## Exercise objective:
Type out the full set of entries again, unchanged.

[Provided data Boundary: Start]

fn handle_institutions_delete(state: &mut AppState, req: &Request) -> serde_json::Value {
    let conn = match db_conn(state, req) {
        Ok(v) => v,
        Err(e) => return e,
    };
    let institution_id = match required_str(req, "institutionId") {
        Ok(v) => v,
        Err(e) => return e,
    };

    let exists: Option<i64> = match conn
        .query_row(
            "SELECT 1 FROM institutions WHERE id = ?",
            [&institution_id],
            |r| r.get(0),
        )
        .optional()
    {
        Ok(v) => v,
        Err(e) => return err(&req.id, "db_query_failed", e.to_string(), None),
    };
    if exists.is_none() {
        return err(&req.id, "not_found", "institution not found", None);
    }

    let tx = match conn.unchecked_transaction() {
        Ok(t) => t,
        Err(e) => return err(&req.id, "db_tx_failed", e.to_string(), None),
    };

    // Explicitly delete in dependency order (no ON DELETE CASCADE).
    if let Err(e) = tx.execute(
        "DELETE FROM payments
         WHERE student_id IN (SELECT id FROM students WHERE institution_id = ?)",
        [&institution_id],
    ) {
        let _ = tx.rollback();
        return err(
            &req.id,
            "db_delete_failed",
            e.to_string(),
            Some(json!({ "table": "payments" })),
        );
    }
    if let Err(e) = tx.execute(
        "DELETE FROM attendance_records
         WHERE student_id IN (SELECT id FROM students WHERE institution_id = ?)",
        [&institution_id],
    ) {
        let _ = tx.rollback();
        return err(
            &req.id,
            "db_delete_failed",
            e.to_string(),
            Some(json!({ "table": "attendance_records" })),
        );
    }
    if let Err(e) = tx.execute(
        "DELETE FROM score_entries
         WHERE student_id IN (SELECT id FROM students WHERE institution_id = ?)",
        [&institution_id],
    ) {
        let _ = tx.rollback();
        return err(
            &req.id,
            "db_delete_failed",
            e.to_string(),
            Some(json!({ "table": "score_entries" })),
        );
    }
    if let Err(e) = tx.execute(
        "DELETE FROM students WHERE institution_id = ?",
        [&institution_id],
    ) {
        let _ = tx.rollback();
        return err(
            &req.id,
            "db_delete_failed",
            e.to_string(),
            Some(json!({ "table": "students" })),
        );
    }
    if let Err(e) = tx.execute(
        "DELETE FROM subjects
         WHERE class_group_id IN (SELECT id FROM class_groups WHERE institution_id = ?)",
        [&institution_id],
    ) {
        let _ = tx.rollback();
        return err(
            &req.id,
            "db_delete_failed",
            e.to_string(),
            Some(json!({ "table": "subjects" })),
        );
    }
    if let Err(e) = tx.execute(
        "DELETE FROM class_groups WHERE institution_id = ?",
        [&institution_id],
    ) {
        let _ = tx.rollback();
        return err(
            &req.id,
            "db_delete_failed",
            e.to_string(),
            Some(json!({ "table": "class_groups" })),
        );
    }
    if let Err(e) = tx.execute(
        "DELETE FROM payment_plans WHERE institution_id = ?",
        [&institution_id],
    ) {
        let _ = tx.rollback();
        return err(
            &req.id,
            "db_delete_failed",
            e.to_string(),
            Some(json!({ "table": "payment_plans" })),
        );
    }
    if let Err(e) = tx.execute(
        "DELETE FROM subscriptions WHERE institution_id = ?",
        [&institution_id],
    ) {
        let _ = tx.rollback();
        return err(
            &req.id,
            "db_delete_failed",
            e.to_string(),
            Some(json!({ "table": "subscriptions" })),
        );
    }
    if let Err(e) = tx.execute("DELETE FROM institutions WHERE id = ?", [&institution_id]) {
        let _ = tx.rollback();
        return err(
            &req.id,
            "db_delete_failed",
            e.to_string(),
            Some(json!({ "table": "institutions" })),
        );
    }

    if let Err(e) = tx.commit() {
        return err(&req.id, "db_commit_failed", e.to_string(), None);
    }

    ok(&req.id, json!({ "ok": true }))
}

[Provided data Boundary: End]

## Exercise solution:
fn handle_institutions_delete(state: &mut AppState, req: &Request) -> serde_json::Value {
    let conn = match db_conn(state, req) {
        Ok(v) => v,
        Err(e) => return e,
    };
    let institution_id = match required_str(req, "institutionId") {
        Ok(v) => v,
        Err(e) => return e,
    };

    let exists: Option<i64> = match conn
        .query_row(
            "SELECT 1 FROM institutions WHERE id = ?",
            [&institution_id],
            |r| r.get(0),
        )
        .optional()
    {
        Ok(v) => v,
        Err(e) => return err(&req.id, "db_query_failed", e.to_string(), None),
    };
    if exists.is_none() {
        return err(&req.id, "not_found", "institution not found", None);
    }

    let tx = match conn.unchecked_transaction() {
        Ok(t) => t,
        Err(e) => return err(&req.id, "db_tx_failed", e.to_string(), None),
    };

    // Explicitly delete in dependency order (no ON DELETE CASCADE).
    if let Err(e) = tx.execute(
        "DELETE FROM payments
         WHERE student_id IN (SELECT id FROM students WHERE institution_id = ?)",
        [&institution_id],
    ) {
        let _ = tx.rollback();
        return err(
            &req.id,
            "db_delete_failed",
            e.to_string(),
            Some(json!({ "table": "payments" })),
        );
    }
    if let Err(e) = tx.execute(
        "DELETE FROM attendance_records
         WHERE student_id IN (SELECT id FROM students WHERE institution_id = ?)",
        [&institution_id],
    ) {
        let _ = tx.rollback();
        return err(
            &req.id,
            "db_delete_failed",
            e.to_string(),
            Some(json!({ "table": "attendance_records" })),
        );
    }
    if let Err(e) = tx.execute(
        "DELETE FROM score_entries
         WHERE student_id IN (SELECT id FROM students WHERE institution_id = ?)",
        [&institution_id],
    ) {
        let _ = tx.rollback();
        return err(
            &req.id,
            "db_delete_failed",
            e.to_string(),
            Some(json!({ "table": "score_entries" })),
        );
    }
    if let Err(e) = tx.execute(
        "DELETE FROM students WHERE institution_id = ?",
        [&institution_id],
    ) {
        let _ = tx.rollback();
        return err(
            &req.id,
            "db_delete_failed",
            e.to_string(),
            Some(json!({ "table": "students" })),
        );
    }
    if let Err(e) = tx.execute(
        "DELETE FROM subjects
         WHERE class_group_id IN (SELECT id FROM class_groups WHERE institution_id = ?)",
        [&institution_id],
    ) {
        let _ = tx.rollback();
        return err(
            &req.id,
            "db_delete_failed",
            e.to_string(),
            Some(json!({ "table": "subjects" })),
        );
    }
    if let Err(e) = tx.execute(
        "DELETE FROM class_groups WHERE institution_id = ?",
        [&institution_id],
    ) {
        let _ = tx.rollback();
        return err(
            &req.id,
            "db_delete_failed",
            e.to_string(),
            Some(json!({ "table": "class_groups" })),
        );
    }
    if let Err(e) = tx.execute(
        "DELETE FROM payment_plans WHERE institution_id = ?",
        [&institution_id],
    ) {
        let _ = tx.rollback();
        return err(
            &req.id,
            "db_delete_failed",
            e.to_string(),
            Some(json!({ "table": "payment_plans" })),
        );
    }
    if let Err(e) = tx.execute(
        "DELETE FROM subscriptions WHERE institution_id = ?",
        [&institution_id],
    ) {
        let _ = tx.rollback();
        return err(
            &req.id,
            "db_delete_failed",
            e.to_string(),
            Some(json!({ "table": "subscriptions" })),
        );
    }
    if let Err(e) = tx.execute("DELETE FROM institutions WHERE id = ?", [&institution_id]) {
        let _ = tx.rollback();
        return err(
            &req.id,
            "db_delete_failed",
            e.to_string(),
            Some(json!({ "table": "institutions" })),
        );
    }

    if let Err(e) = tx.commit() {
        return err(&req.id, "db_commit_failed", e.to_string(), None);
    }

    ok(&req.id, json!({ "ok": true }))
}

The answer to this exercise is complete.